+++ Records for the exercise +++
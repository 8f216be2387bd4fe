//! Limit policy: pure validation of a proposed money movement
//!
//! Nothing in this module touches storage or takes a lock. The service runs
//! the policy against a snapshot to reject obviously bad requests early, and
//! the balance mutator runs it again against the locked row, which is the
//! check that counts.
//!
//! Rules are evaluated in a fixed order and the first failure wins:
//!
//! 1. account is ACTIVE
//! 2. account type matches the operation
//! 3. currency matches the account
//! 4. amount is positive with at most two fractional digits
//! 5. withdrawal: amount within the per-transaction maximum
//! 6. withdrawal: balance covers the amount
//! 7. withdrawal: today's total stays within the daily cap, when enabled
//!
//! Loan payments additionally may not exceed the outstanding principal, and a
//! disbursement must leave the loan balance at or below zero.

use crate::config::LimitConfig;
use crate::types::{
    Account, AccountType, Currency, LedgerError, Transaction, TransactionStatus, TransactionType,
};
use chrono::NaiveDate;
use rust_decimal::Decimal;

/// Largest number of fractional digits an amount may carry
pub const MAX_AMOUNT_SCALE: u32 = 2;

/// A movement to validate
#[derive(Debug, Clone, Copy)]
pub struct MovementRequest<'a> {
    pub tx_type: TransactionType,
    /// Positive magnitude; direction comes from `tx_type`
    pub amount: Decimal,
    pub currency: &'a Currency,
}

/// Validate a movement against an account
///
/// # Arguments
///
/// * `account` - Current state of the target account
/// * `request` - The proposed movement
/// * `limits` - Configured withdrawal limits
/// * `withdrawn_today` - Sum of today's COMPLETED withdrawals on the account;
///   only read when the daily cap is enabled
///
/// # Errors
///
/// The first failing rule, in the order listed in the module docs.
pub fn validate(
    account: &Account,
    request: &MovementRequest<'_>,
    limits: &LimitConfig,
    withdrawn_today: Decimal,
) -> Result<(), LedgerError> {
    check_active(account)?;
    check_account_type(account, request.tx_type)?;
    check_currency(account, request.currency)?;
    check_amount(request.amount)?;

    match request.tx_type {
        TransactionType::Withdrawal => {
            check_withdrawal_limit(request.amount, limits)?;
            check_sufficient_funds(account, request.amount)?;
            check_daily_limit(request.amount, limits, withdrawn_today)
        }
        TransactionType::LoanPayment => check_payment(account, request.amount),
        TransactionType::LoanDisbursement => check_disbursement(account, request.amount),
        TransactionType::Deposit => Ok(()),
    }
}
+++
The expected response reproduces all of the data precisely.

repository 8f216be2387bd4fe
//! Limit policy: pure validation of a proposed money movement
//!
//! Nothing in this module touches storage or takes a lock. The service runs
//! the policy against a snapshot to reject obviously bad requests early, and
//! the balance mutator runs it again against the locked row, which is the
//! check that counts.
//!
//! Rules are evaluated in a fixed order and the first failure wins:
//!
//! 1. account is ACTIVE
//! 2. account type matches the operation
//! 3. currency matches the account
//! 4. amount is positive with at most two fractional digits
//! 5. withdrawal: amount within the per-transaction maximum
//! 6. withdrawal: balance covers the amount
//! 7. withdrawal: today's total stays within the daily cap, when enabled
//!
//! Loan payments additionally may not exceed the outstanding principal, and a
//! disbursement must leave the loan balance at or below zero.

use crate::config::LimitConfig;
use crate::types::{
    Account, AccountType, Currency, LedgerError, Transaction, TransactionStatus, TransactionType,
};
use chrono::NaiveDate;
use rust_decimal::Decimal;

/// Largest number of fractional digits an amount may carry
pub const MAX_AMOUNT_SCALE: u32 = 2;

/// A movement to validate
#[derive(Debug, Clone, Copy)]
pub struct MovementRequest<'a> {
    pub tx_type: TransactionType,
    /// Positive magnitude; direction comes from `tx_type`
    pub amount: Decimal,
    pub currency: &'a Currency,
}

/// Validate a movement against an account
///
/// # Arguments
///
/// * `account` - Current state of the target account
/// * `request` - The proposed movement
/// * `limits` - Configured withdrawal limits
/// * `withdrawn_today` - Sum of today's COMPLETED withdrawals on the account;
///   only read when the daily cap is enabled
///
/// # Errors
///
/// The first failing rule, in the order listed in the module docs.
pub fn validate(
    account: &Account,
    request: &MovementRequest<'_>,
    limits: &LimitConfig,
    withdrawn_today: Decimal,
) -> Result<(), LedgerError> {
    check_active(account)?;
    check_account_type(account, request.tx_type)?;
    check_currency(account, request.currency)?;
    check_amount(request.amount)?;

    match request.tx_type {
        TransactionType::Withdrawal => {
            check_withdrawal_limit(request.amount, limits)?;
            check_sufficient_funds(account, request.amount)?;
            check_daily_limit(request.amount, limits, withdrawn_today)
        }
        TransactionType::LoanPayment => check_payment(account, request.amount),
        TransactionType::LoanDisbursement => check_disbursement(account, request.amount),
        TransactionType::Deposit => Ok(()),
    }
}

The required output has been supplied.